Here played by the composer and original instrumentalist. After the release of The Third Man in 1950, this song was #1 in the United States for three months, until it was displaced by Nat King Cole singing "Mona Lisa." It certainly must be the best-known piece of zither music ever created.
Via UncertainTimes. Reposted from 2008 (!) to update the video and add this relevant history from the Christmas 2016 issue of the British Medical Journal:
In April 1946, in the bleak aftermath of the second world war, American and British intelligence services arrested seven men and three women in Berlin on charges of manufacture, possession, and sale of fake penicillin. A former German army private was the alleged chief of the fake drug ring that included ‘Two former GIs in love with frauleins and an American doctor with a passion for fine cameras…who got at least $13 000 [about $170 000 (£130 000; €160 000) today] in cash from one Berlin druggist for penicillin."..
Penicillin was scarce but much sought after as an innovative cure of bacterial infections, and it became a currency in post-war Europe. The Times reported from Berlin “There is great illicit demand for penicillin here for the treatment of venereal diseases. Supplies are strictly controlled by the British and American authorities, being reserved for the treatment of their soldiers, and secondarily for the treatment of German women likely to spread disease. Otherwise supplies are not available.”

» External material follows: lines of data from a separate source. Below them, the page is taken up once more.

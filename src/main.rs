//! Alarm monitor exporter - main entry point
//!
//! Serves appliance monitoring state as Prometheus metrics, or prints a single poll.

use alarm_monitor_exporter::{
    logging::{init_logging, LogConfig},
    monitoring::{CollectorConfig, MetricsCollector},
    server, ExporterSettings, MonitoringHttpClient, Result,
};

use clap::{Parser, Subcommand};
use std::net::SocketAddr;
use std::path::PathBuf;
use std::sync::Arc;
use tracing::{error, info};
use url::Url;

/// Command line arguments
#[derive(Parser, Debug)]
#[command(name = "alarm-monitor-exporter")]
#[command(about = "Prometheus exporter for alarm appliance monitoring endpoints")]
#[command(version = env!("CARGO_PKG_VERSION"))]
struct Cli {
    #[command(subcommand)]
    command: Option<Command>,

    /// Configuration file (TOML, YAML or JSON)
    #[arg(short, long, global = true, env = "ALARM_MONITOR_CONFIG")]
    config: Option<PathBuf>,

    /// Appliance base URL
    #[arg(long, global = true, env = "ALARM_MONITOR_URL")]
    url: Option<Url>,

    /// Access key sent in the Authorization header
    #[arg(long, global = true, env = "ALARM_MONITOR_ACCESS_KEY", hide_env_values = true)]
    access_key: Option<String>,

    /// Enable debug logging
    #[arg(long, global = true)]
    debug: bool,
}

#[derive(Subcommand, Debug)]
enum Command {
    /// Serve metrics over HTTP (default)
    Serve {
        /// Listen address, overrides the configured one
        #[arg(short, long)]
        listen: Option<SocketAddr>,
    },
    /// Poll the appliance once and print the metrics
    Poll,
}

impl Cli {
    /// Command line values take precedence over file and environment settings
    fn apply_to(&self, settings: &mut ExporterSettings) {
        if let Some(url) = &self.url {
            settings.appliance.url = url.clone();
        }
        if let Some(access_key) = &self.access_key {
            settings.appliance.access_key = access_key.clone();
        }
    }
}

#[tokio::main]
async fn main() -> Result<()> {
    let cli = Cli::parse();

    let mut settings = match ExporterSettings::load(cli.config.as_deref()) {
        Ok(settings) => settings,
        Err(e) => {
            eprintln!("Failed to load configuration: {e}");
            std::process::exit(1);
        }
    };
    cli.apply_to(&mut settings);

    let mut log_config = LogConfig::from_settings(&settings.logging);
    log_config.apply_env();
    if let Err(e) = init_logging(log_config.with_debug(cli.debug)) {
        eprintln!("Failed to initialize logging: {e}");
        std::process::exit(1);
    }

    if let Err(e) = settings.validate() {
        error!("Invalid configuration: {e}");
        std::process::exit(1);
    }

    let client = MonitoringHttpClient::new(&settings.appliance)?;
    info!("Polling appliance at {}", client.display_url());

    let collector = Arc::new(MetricsCollector::new(
        Arc::new(client),
        CollectorConfig::from(&settings.exporter),
    ));

    match cli.command.unwrap_or(Command::Serve { listen: None }) {
        Command::Serve { listen } => {
            let listen = listen.unwrap_or(settings.exporter.listen);
            let app = server::router(collector, &settings.exporter.metrics_path);
            server::serve(listen, app).await?;
        }
        Command::Poll => {
            print!("{}", collector.render().await);
        }
    }

    Ok(())
}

More at the link. Quite interesting.There is also evidence of illegal penicillin trade in post-war Vienna. Zane Grey Todd was head of criminal investigation in the American sector. His obituary tells us that “His most dangerous case involved two American medical officers who were stealing and selling penicillin on the black market, aided by a former Miss Austria, with whom they were living.” That Todd may have been a key source for Greene is suggested by a tributary clue in the film—Martins gives a cultural talk on the American author Zane Grey.